AC/DC: A Long Way to the Top

AC/DC: A Long Way to the Top

AC/DC, formed in 1973, is a rock band hailing from Australia. It was formed by brothers Angus and Malcom Young. Their style can be described as hard rock/blues, and they have also been classified as a heavy metal band, but they prefer to simply call their brand of music “rock and roll.”

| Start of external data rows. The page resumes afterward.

#[cfg(test)]
mod tests {
    use std::env;
    use std::fs;
    use std::io;
    use std::path::PathBuf;
    use std::sync::{Mutex, OnceLock};

    use tempfile::TempDir;

    use super::{AppConfig, ConfigError, ConfigOverrides, LoadOptions, LogFormat};

    static ENV_LOCK: OnceLock<Mutex<()>> = OnceLock::new();

    fn env_lock() -> &'static Mutex<()> {
        ENV_LOCK.get_or_init(|| Mutex::new(()))
    }

    fn clear_vars(vars: &[&str]) {
        for var in vars {
            env::remove_var(var);
        }
    }

    fn ensure(condition: bool, message: &'static str) -> Result<(), String> {
        if condition {
            Ok(())
        } else {
            Err(message.to_string())
        }
    }

    #[test]
    fn file_load_supports_env_interpolation() -> Result<(), String> {
        let _guard = env_lock().lock().map_err(|_| "env lock is poisoned".to_string())?;

        env::set_var("TEST_PRICING_DIR", "/srv/estimator");

        let result = (|| -> Result<(), String> {
            let dir = TempDir::new().map_err(|err: io::Error| err.to_string())?;
            let path = dir.path().join("estimator.toml");
            fs::write(
                &path,
                r#"
[pricing]
path = "${TEST_PRICING_DIR}/pricing.json"
"#,
            )
            .map_err(|err| err.to_string())?;

            let config =
                AppConfig::load(LoadOptions { config_path: Some(path), ..LoadOptions::default() })
                    .map_err(|err| format!("config load failed: {err}"))?;

            ensure(
                config.pricing.path == PathBuf::from("/srv/estimator/pricing.json"),
                "pricing path should be interpolated from environment",
            )
        })();

        clear_vars(&["TEST_PRICING_DIR"]);
        result
    }

    #[test]
    fn missing_interpolation_variable_is_reported() -> Result<(), String> {
        let _guard = env_lock().lock().map_err(|_| "env lock is poisoned".to_string())?;

        let dir = TempDir::new().map_err(|err: io::Error| err.to_string())?;
        let path = dir.path().join("estimator.toml");
        fs::write(&path, "[pricing]\npath = \"${ESTIMATOR_TEST_UNSET_DIR}/p.toml\"\n")
            .map_err(|err| err.to_string())?;

        match AppConfig::load(LoadOptions { config_path: Some(path), ..LoadOptions::default() }) {
            Err(ConfigError::MissingEnvInterpolation { var }) => {
                ensure(var == "ESTIMATOR_TEST_UNSET_DIR", "missing variable should be named")
            }
            other => Err(format!("expected interpolation failure, got {other:?}")),
        }
    }

    #[test]
    fn logging_env_aliases_are_supported() -> Result<(), String> {
        let _guard = env_lock().lock().map_err(|_| "env lock is poisoned".to_string())?;

        env::set_var("ESTIMATOR_LOG_LEVEL", "warn");
        env::set_var("ESTIMATOR_LOG_FORMAT", "pretty");

        let result = (|| -> Result<(), String> {
            let config = AppConfig::load(LoadOptions::default())
                .map_err(|err| format!("config load failed: {err}"))?;

            ensure(config.logging.level == "warn", "warning log level should be set from env var")?;
            ensure(
                matches!(config.logging.format, LogFormat::Pretty),
                "pretty logging format should be set from env var",
            )?;
            Ok(())
        })();

        clear_vars(&["ESTIMATOR_LOG_LEVEL", "ESTIMATOR_LOG_FORMAT"]);
        result
    }

    #[test]
    fn precedence_defaults_file_env_overrides() -> Result<(), String> {
        let _guard = env_lock().lock().map_err(|_| "env lock is poisoned".to_string())?;

        env::set_var("ESTIMATOR_PRICING_PATH", "from-env/pricing.toml");

        let result = (|| -> Result<(), String> {
            let dir = TempDir::new().map_err(|err: io::Error| err.to_string())?;
            let path = dir.path().join("estimator.toml");
            fs::write(
                &path,
                r#"
[pricing]
path = "from-file/pricing.toml"

[logging]
level = "warn"
format = "json"
"#,
            )
            .map_err(|err| err.to_string())?;

            let config = AppConfig::load(LoadOptions {
                config_path: Some(path.clone()),
                ..LoadOptions::default()
            })
            .map_err(|err| format!("config load failed: {err}"))?;
            ensure(
                config.pricing.path == PathBuf::from("from-env/pricing.toml"),
                "env pricing path should win over file",
            )?;
            ensure(config.logging.level == "warn", "file log level should win over default")?;
            ensure(config.logging.format == LogFormat::Json, "file log format should apply")?;

            let config = AppConfig::load(LoadOptions {
                config_path: Some(path),
                overrides: ConfigOverrides {
                    pricing_path: Some(PathBuf::from("override/pricing.json")),
                    log_level: Some("debug".to_string()),
                    ..ConfigOverrides::default()
                },
                ..LoadOptions::default()
            })
            .map_err(|err| format!("config load failed: {err}"))?;
            ensure(
                config.pricing.path == PathBuf::from("override/pricing.json"),
                "override pricing path should win",
            )?;
            ensure(config.logging.level == "debug", "overridden log level should be debug")?;
            Ok(())
        })();

        clear_vars(&["ESTIMATOR_PRICING_PATH"]);
        result
    }

    #[test]
    fn validation_fails_fast_with_actionable_error() -> Result<(), String> {
        let _guard = env_lock().lock().map_err(|_| "env lock is poisoned".to_string())?;

        env::set_var("ESTIMATOR_PRICING_PATH", "pricing.yaml");

        let result = (|| -> Result<(), String> {
            let error = match AppConfig::load(LoadOptions::default()) {
                Ok(_) => {
                    return Err("expected validation failure but config load succeeded".to_string())
                }
                Err(error) => error,
            };
            let has_message = matches!(
                error,
                ConfigError::Validation(ref message) if message.contains("pricing.path")
            );
            ensure(has_message, "validation failure should mention pricing.path")
        })();

        clear_vars(&["ESTIMATOR_PRICING_PATH"]);
        result
    }

    #[test]
    fn invalid_log_level_is_rejected() -> Result<(), String> {
        let _guard = env_lock().lock().map_err(|_| "env lock is poisoned".to_string())?;

        let result = AppConfig::load(LoadOptions {
            overrides: ConfigOverrides {
                log_level: Some("verbose".to_string()),
                ..ConfigOverrides::default()
            },
            ..LoadOptions::default()
        });
        let rejected = matches!(
            result,
            Err(ConfigError::Validation(ref message)) if message.contains("logging.level")
        );
        ensure(rejected, "unknown log level should be rejected")
    }

    #[test]
    fn required_file_must_exist() -> Result<(), String> {
        let _guard = env_lock().lock().map_err(|_| "env lock is poisoned".to_string())?;

        let dir = TempDir::new().map_err(|err: io::Error| err.to_string())?;
        let missing = dir.path().join("absent.toml");
        let result = AppConfig::load(LoadOptions {
            config_path: Some(missing.clone()),
            require_file: true,
            ..LoadOptions::default()
        });

        ensure(
            matches!(result, Err(ConfigError::MissingConfigFile(ref path)) if *path == missing),
            "missing required file should be reported",
        )
    }

    #[test]
    fn defaults_are_compact_info_and_reference_pricing() -> Result<(), String> {
        let config = AppConfig::default();

        ensure(config.logging.level == "info", "default level should be info")?;
        ensure(config.logging.format == LogFormat::Compact, "default format should be compact")?;
        ensure(
            config.pricing.path == PathBuf::from("config/pricing.toml"),
            "default pricing path should be config/pricing.toml",
        )?;
        config.validate().map_err(|err| format!("defaults should validate: {err}"))
    }
}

After several line-up changes in the early years, the band released High Voltage in 1975. After recording their second album, Highway to Hell, lead singer Bon Scott died after a night of excessive alcohol consumption on February 19, 1980. In the wake of Scott’s death the group decided to find a new lead vocalist and to continue on. Brian Johnson, former lead singer of the band Geordie, was installed as Bon Scott’s replacement. Soon afterward, they recorded and released Back in Black, which was a tribute to Bon Scott. Back in Black catapulted the band to a new level of success, and became an instant classic, and, eventually, the band’s all-time best selling album.

Through the ensuing years, the band had several line-up changes, including Simon Wright replacing drummer Phil Rudd, and Rudd’s return to the fold in 1994. In 2014, Malcom Young retired after being diagnosed with early-onset dementia. Brian Johnson, in 2016, retired due to worsening hearing loss. He was replaced by Axl Rose (Guns N’ Roses front man) for the remainder of the Rock Or Bust tour dates in 2016. The tour ended with the departure and retirement of bassist Cliff Williams.

Through the years, AC/DC has had worldwide album sales of more than 200 million records, 71.5 million of which were sold in the United States. They are one of the best-selling music artists in the world. To date, Back in Black has estimated sales of 50 million units worldwide, and is listed as the second-highest-selling album by any musical artist, and the highest-selling album by any band. In 2010, AC/DC were listed by VH1 as one of the “100 Greatest Artists of All Time.”